DE&E: Chapter 6:2

In the previous paragraph, Thomas refers to accidents having an essence; and I suggested that he must be using the term “essence” analogically. Turns out I was right:

But this is the case only with substantial and accidental forms because, just as the substantial form has no absolute existence per se without that to which the form comes, so too does that to which the form comes, namely matter, have no absolute per se existence. Thus, from the conjunction of both there results that existence in which the thing per se subsists, and from these two there is made one thing per se; for, from the conjunction of these there results a certain essence.

This is review. A material substance is composed of form and matter; if either is lacking there is no substance. Taken together, you get a single being, and this being has an essence.

Hence, although considered in itself the form does not have the complete aspect of an essence, nevertheless it is part of a complete essence.

For material substances, the substantial form is not the essence, or quiddity; but it is certainly part of the essence.

But that to which an accident comes is in itself a complete being subsisting in its own existence, and this existence naturally precedes the accident that supervenes.

Socrates is a substance.
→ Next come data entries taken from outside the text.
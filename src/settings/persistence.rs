use serde_json::{Map, Value};
use tracing::{debug, instrument, warn};

use super::{ClockSettings, KeyValueStorage, SettingsField};

/// Key the settings record is stored under.
pub const STORAGE_KEY: &str = "mechanical-clock-settings";

/// Loads the persisted settings, merged over the defaults.
///
/// The merge is field by field: fields absent from the stored record keep
/// their default value, unknown fields are ignored and a field holding a
/// value of the wrong type is skipped without affecting the others. A read
/// failure or a record that is not a JSON object yields the defaults. Scale
/// factors outside the accepted range are clamped.
#[instrument(skip(storage))]
pub fn load_settings(storage: &dyn KeyValueStorage) -> ClockSettings {
    let stored = match storage.get_item(STORAGE_KEY) {
        Ok(Some(stored)) => stored,
        Ok(None) => {
            debug!("No stored settings, using defaults");
            return ClockSettings::default();
        }
        Err(e) => {
            warn!(error = %e, "Failed to read stored settings, using defaults");
            return ClockSettings::default();
        }
    };

    let record = match serde_json::from_str::<Value>(&stored) {
        Ok(Value::Object(record)) => record,
        Ok(other) => {
            warn!(kind = json_kind(&other), "Stored settings are not an object, using defaults");
            return ClockSettings::default();
        }
        Err(e) => {
            warn!(error = %e, "Invalid stored settings, using defaults");
            return ClockSettings::default();
        }
    };

    merge_over_defaults(&record).sanitized()
}

fn merge_over_defaults(record: &Map<String, Value>) -> ClockSettings {
    SettingsField::ALL
        .into_iter()
        .fold(ClockSettings::default(), |settings, field| {
            let Some(value) = record.get(field.key()) else {
                return settings;
            };

            match settings.with_stored_value(field, value) {
                Ok(next) => next,
                Err(e) => {
                    warn!(field = field.key(), error = %e, "Ignoring invalid stored field");
                    settings
                }
            }
        })
}

fn json_kind(value: &Value) -> &'static str {
    match value {
        Value::Null => "null",
        Value::Bool(_) => "boolean",
        Value::Number(_) => "number",
        Value::String(_) => "string",
        Value::Array(_) => "array",
        Value::Object(_) => "object",
    }
}

/// Writes the full settings record under [`STORAGE_KEY`].
///
/// Failures are logged and otherwise ignored; the caller keeps working with
/// its in-memory copy.
#[instrument(skip(storage, settings))]
pub fn save_settings(storage: &dyn KeyValueStorage, settings: &ClockSettings) {
    let serialized = match serde_json::to_string(settings) {
        Ok(serialized) => serialized,
        Err(e) => {
            warn!(error = %e, "Failed to serialize settings");
            return;
        }
    };

    if let Err(e) = storage.set_item(STORAGE_KEY, &serialized) {
        warn!(error = %e, "Failed to persist settings, keeping them in memory");
    }
}

/// The canonical default settings. The caller is responsible for persisting them.
pub fn reset_to_defaults() -> ClockSettings {
    ClockSettings::default()
}
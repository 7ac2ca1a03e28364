//! Formatting utilities for CLI output.
//!
//! Consistent styling for help text, readouts and errors.

use crate::{
    face::HandAngles,
    settings::{ClockSettings, SettingsField},
};

/// ANSI color codes for terminal output
pub struct Colors;

impl Colors {
    /// Reset all formatting
    pub const RESET: &'static str = "\x1b[0m";
    /// Bold text
    pub const BOLD: &'static str = "\x1b[1m";
    /// Dim text
    pub const DIM: &'static str = "\x1b[2m";

    /// Red color
    pub const RED: &'static str = "\x1b[31m";
    /// Green color
    pub const GREEN: &'static str = "\x1b[32m";
    /// Yellow color
    pub const YELLOW: &'static str = "\x1b[33m";
    /// Blue color
    pub const BLUE: &'static str = "\x1b[34m";
    /// Cyan color
    pub const CYAN: &'static str = "\x1b[36m";
}

/// Formats section headers with styling
pub fn format_header(text: &str) -> String {
    format!("{}{}{}{}", Colors::BOLD, Colors::CYAN, text, Colors::RESET)
}

/// Formats subheaders with styling
pub fn format_subheader(text: &str) -> String {
    format!(
        "{}{}{}{}",
        Colors::BOLD,
        Colors::YELLOW,
        text,
        Colors::RESET
    )
}

/// Formats command names with styling
pub fn format_command(text: &str) -> String {
    format!("{}{}{}{}", Colors::BOLD, Colors::GREEN, text, Colors::RESET)
}

/// Formats category names with styling
pub fn format_category(text: &str) -> String {
    format!("{}{}{}{}", Colors::BOLD, Colors::BLUE, text, Colors::RESET)
}

/// Formats descriptions with muted styling
pub fn format_description(text: &str) -> String {
    format!("{}{}{}", Colors::DIM, text, Colors::RESET)
}

/// Formats usage examples with styling
pub fn format_usage(text: &str) -> String {
    format!("{}$ {}{}", Colors::DIM, text, Colors::RESET)
}

/// Formats error messages with red styling
pub fn format_error(text: &str) -> String {
    format!("{}{}{}{}", Colors::BOLD, Colors::RED, text, Colors::RESET)
}

/// Formats one settings field as `key: value`.
///
/// # Examples
///
/// ```
/// use mechclock::cli::formatting::format_field;
/// use mechclock::settings::{ClockSettings, SettingsField};
///
/// let settings = ClockSettings::default();
/// assert_eq!(format_field(&settings, SettingsField::ShowDigital), "showDigital: false");
/// assert_eq!(format_field(&settings, SettingsField::Theme), "theme: auto");
/// ```
pub fn format_field(settings: &ClockSettings, field: SettingsField) -> String {
    format!("{}: {}", field.key(), settings.field_value(field))
}

/// Formats every settings field, one per line.
pub fn format_settings(settings: &ClockSettings) -> String {
    SettingsField::ALL
        .iter()
        .map(|&field| format_field(settings, field))
        .collect::<Vec<_>>()
        .join("\n")
}

/// Formats hand angles as `hour 75° minute 183° second 180°`.
pub fn format_angles(angles: &HandAngles) -> String {
    format!(
        "hour {}° minute {}° second {}°",
        trim_angle(angles.hour),
        trim_angle(angles.minute),
        trim_angle(angles.second)
    )
}

fn trim_angle(angle: f64) -> f64 {
    (angle * 10.0).round() / 10.0
}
If Socrates catches cold, that’s an accidental condition; and Socrates cannot catch cold unless Socrates already exists.

Therefore, the supervening accident, from its conjunction with the thing to which it comes, does not cause that existence in which the thing subsists, the existence through which the thing is a being per se;

And catching the cold doesn’t bring Socrates into existence.

…it causes, rather, a certain secondary existence without which the subsisting being can be understood to exist, as what is first can be understood without what is second.

The cold exists in Socrates, and cannot exist without Socrates, but Socrates can be understood to exist without having a cold.

Hence, from the accident and the subject there is made something that is one accidentally, not essentially; and so from the conjunction of these two there does not result an essence, as there does from the conjunction of form and matter.

And in short, composition of a subject and accident does not create a new substance, and so does not result in an essence.

And so an accident has neither the aspect of a complete essence nor is it a part of an essence; rather, just as an accident is a being only in a certain sense, so too does it have an essence only in a certain sense.

That is to say, analogically.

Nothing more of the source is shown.